**Required work**. Select the lines below containing the word "SeqCst".

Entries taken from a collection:

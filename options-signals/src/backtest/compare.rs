//! Side-by-side strategy comparison.
//!
//! Each strategy gets its own engine and an independent run over the same
//! bars, so runs parallelize without shared state.

use rayon::prelude::*;
use serde::{Deserialize, Serialize};
use tracing::info;

use crate::data::DailyBar;
use crate::strategies::StrategyId;

use super::engine::{BacktestConfig, BacktestEngine, BacktestOutcome};

/// One strategy's run in a comparison.
#[derive(Debug, Clone, PartialEq, Serialize, Deserialize)]
pub struct StrategyComparison {
    pub strategy: StrategyId,
    pub outcome: BacktestOutcome,
}

/// Backtest every strategy in `ids` on the same bars.
///
/// Output follows the order of `ids`.
pub fn compare_strategies(
    config: &BacktestConfig,
    ticker: &str,
    bars: &[DailyBar],
    ids: &[StrategyId],
) -> Vec<StrategyComparison> {
    compare_strategies_with_progress(config, ticker, bars, ids, |_| {})
}

/// Like [`compare_strategies`], calling `on_done` as each run finishes.
pub fn compare_strategies_with_progress<F>(
    config: &BacktestConfig,
    ticker: &str,
    bars: &[DailyBar],
    ids: &[StrategyId],
    on_done: F,
) -> Vec<StrategyComparison>
where
    F: Fn(StrategyId) + Sync,
{
    let results: Vec<StrategyComparison> = ids
        .par_iter()
        .map(|&strategy| {
            let mut engine = BacktestEngine::new(config.clone());
            let outcome = engine.run_with_bars(ticker, bars, &[strategy]);
            on_done(strategy);
            StrategyComparison { strategy, outcome }
        })
        .collect();

    info!(
        ticker,
        strategies = ids.len(),
        completed = results.iter().filter(|r| r.outcome.is_completed()).count(),
        "Comparison finished"
    );
    results
}

/// Completed runs sorted by total return, best first.
pub fn rank_by_return(comparisons: &[StrategyComparison]) -> Vec<&StrategyComparison> {
    let mut ranked: Vec<&StrategyComparison> = comparisons
        .iter()
        .filter(|c| c.outcome.is_completed())
        .collect();
    ranked.sort_by(|a, b| {
        let ra = a.outcome.result().map_or(0.0, |r| r.total_return_pct());
        let rb = b.outcome.result().map_or(0.0, |r| r.total_return_pct());
        rb.total_cmp(&ra)
    });
    ranked
}

#[cfg(test)]
mod tests {
    use super::*;
    use chrono::NaiveDate;
    use std::sync::atomic::{AtomicUsize, Ordering};

    fn bars(n: usize) -> Vec<DailyBar> {
        let start = NaiveDate::from_ymd_opt(2024, 2, 1).unwrap();
        (0..n)
            .map(|i| {
                let close = 40.0 + 3.0 * (i as f64 / 7.0).sin();
                DailyBar::new(start + chrono::Duration::days(i as i64), close)
            })
            .collect()
    }

    #[test]
    fn test_order_follows_input() {
        let ids = [StrategyId::LongPut, StrategyId::LongCall, StrategyId::RsiReversal];
        let counter = AtomicUsize::new(0);
        let results = compare_strategies_with_progress(
            &BacktestConfig::default(),
            "ITUB4",
            &bars(60),
            &ids,
            |_| {
                counter.fetch_add(1, Ordering::SeqCst);
            },
        );

        let order: Vec<StrategyId> = results.iter().map(|r| r.strategy).collect();
        assert_eq!(order, ids);
        assert_eq!(counter.load(Ordering::SeqCst), 3);
        for r in &results {
            let result = r.outcome.result().unwrap();
            assert_eq!(result.strategies, vec![r.strategy]);
        }
    }

    #[test]
    fn test_short_history_reports_every_strategy() {
        let results = compare_strategies(
            &BacktestConfig::default(),
            "ITUB4",
            &bars(5),
            &[StrategyId::LongCall, StrategyId::BullCallSpread],
        );
        assert_eq!(results.len(), 2);
        assert!(results.iter().all(|r| !r.outcome.is_completed()));
        assert!(rank_by_return(&results).is_empty());
    }

    #[test]
    fn test_rank_by_return() {
        let ids = StrategyId::ALL;
        let results = compare_strategies(&BacktestConfig::default(), "ITUB4", &bars(60), &ids);
        let ranked = rank_by_return(&results);
        assert_eq!(ranked.len(), ids.len());
        assert!(ranked.windows(2).all(|w| {
            w[0].outcome.result().unwrap().total_return_pct()
                >= w[1].outcome.result().unwrap().total_return_pct()
        }));
    }
}
//! # Strategy catalog
//!
//! Every strategy implements [`Strategy`]: it reads one market snapshot and
//! one option chain and returns zero or more [`SignalCandidate`]s. Strategies
//! are pure and deterministic, hold no mutable state, and can be shared
//! freely across threads.
//!
//! Adding a strategy means adding a [`StrategyId`] variant, teaching
//! [`create_strategy`] how to build it, and giving it a risk profile in
//! [`crate::risk::classify`].

pub mod catalog;
pub mod delta_target;
pub mod moneyness;
pub mod rsi_reversal;
pub mod signal_type;
pub mod structure;

pub use catalog::{create_strategy, create_strategy_with, StrategyId, StrategyRegistry};
pub use delta_target::DeltaTargetStrategy;
pub use moneyness::{Band, MoneynessStrategy};
pub use rsi_reversal::RsiReversalStrategy;
pub use signal_type::SignalType;
pub use structure::{StructureRule, StructureStrategy};

use serde::{Deserialize, Serialize};
use thiserror::Error;

use crate::data::{Greeks, MarketSnapshot, OptionContract};
use crate::pricing::PricingError;
use crate::risk::{classify, RiskLevel};

/// Symbol used for multi-leg ideas that have no single tradable contract.
pub const STRUCTURE_SYMBOL: &str = "STRUCTURE";

#[derive(Error, Debug, Clone, PartialEq)]
pub enum StrategyError {
    #[error("Malformed contract {symbol}: {reason}")]
    MalformedContract { symbol: String, reason: String },

    #[error("Invalid market snapshot for {ticker}: {reason}")]
    InvalidSnapshot { ticker: String, reason: String },

    #[error("Pricing failed: {0}")]
    Pricing(#[from] PricingError),

    #[error("Strategy '{0}' not found")]
    StrategyNotFound(String),
}

/// Raw output of a strategy before scoring.
#[derive(Debug, Clone, PartialEq, Serialize, Deserialize)]
pub struct SignalCandidate {
    pub strategy: StrategyId,
    pub signal_type: SignalType,
    /// Contract symbol, or [`STRUCTURE_SYMBOL`] for multi-leg ideas.
    pub option_symbol: String,
    pub reason: String,
    pub recommended_action: String,
    /// Chain row the candidate was built from (the representative leg for structures).
    pub contract: OptionContract,
    pub greeks: Option<Greeks>,
}

impl SignalCandidate {
    pub fn is_structure(&self) -> bool {
        self.option_symbol == STRUCTURE_SYMBOL
    }
}

/// A screening rule over one option chain.
pub trait Strategy: Send + Sync {
    fn id(&self) -> StrategyId;

    fn name(&self) -> &'static str {
        self.id().name()
    }

    fn risk_level(&self) -> RiskLevel {
        classify(self.name()).level
    }

    /// Scan the chain and return candidates in chain order.
    fn analyze(
        &self,
        snapshot: &MarketSnapshot,
        chain: &[OptionContract],
    ) -> Result<Vec<SignalCandidate>, StrategyError>;
}

/// Reject contracts whose strike or expiry cannot be reasoned about.
pub(crate) fn ensure_well_formed(contract: &OptionContract) -> Result<(), StrategyError> {
    if !contract.strike.is_finite() || contract.strike <= 0.0 {
        return Err(StrategyError::MalformedContract {
            symbol: contract.symbol.clone(),
            reason: format!("strike must be positive, got {}", contract.strike),
        });
    }
    if !contract.time_to_expiry.is_finite() || contract.time_to_expiry < 0.0 {
        return Err(StrategyError::MalformedContract {
            symbol: contract.symbol.clone(),
            reason: format!(
                "time to expiry must be non-negative, got {}",
                contract.time_to_expiry
            ),
        });
    }
    Ok(())
}

pub(crate) fn ensure_valid_snapshot(snapshot: &MarketSnapshot) -> Result<(), StrategyError> {
    if snapshot.has_valid_price() {
        Ok(())
    } else {
        Err(StrategyError::InvalidSnapshot {
            ticker: snapshot.ticker.clone(),
            reason: format!("spot price must be positive, got {}", snapshot.price),
        })
    }
}

#[cfg(test)]
pub(crate) mod fixtures {
    use crate::data::{MarketSnapshot, OptionContract, OptionKind};

    /// Chain around a 100.00 spot with calls and puts from 85 to 115.
    pub fn chain_around_100() -> Vec<OptionContract> {
        let mut chain = Vec::new();
        let strikes = [
            85.0, 89.0, 92.0, 94.0, 96.0, 97.0, 99.0, 100.0, 101.0, 103.0, 104.0, 106.0, 107.0,
            111.0, 115.0,
        ];
        for strike in strikes {
            chain.push(
                OptionContract::new(format!("C{}", strike), OptionKind::Call, strike, 30.0 / 365.0)
                    .with_quotes(1.0, 1.05, 1.02)
                    .with_volume(500),
            );
            chain.push(
                OptionContract::new(format!("P{}", strike), OptionKind::Put, strike, 30.0 / 365.0)
                    .with_quotes(1.0, 1.05, 1.02)
                    .with_volume(500),
            );
        }
        chain
    }

    pub fn snapshot(rsi: f64) -> MarketSnapshot {
        MarketSnapshot::new("TEST3", 100.0, rsi)
    }
}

**Written reply**.
                counter.fetch_add(1, Ordering::SeqCst);
        assert_eq!(counter.load(Ordering::SeqCst), 3);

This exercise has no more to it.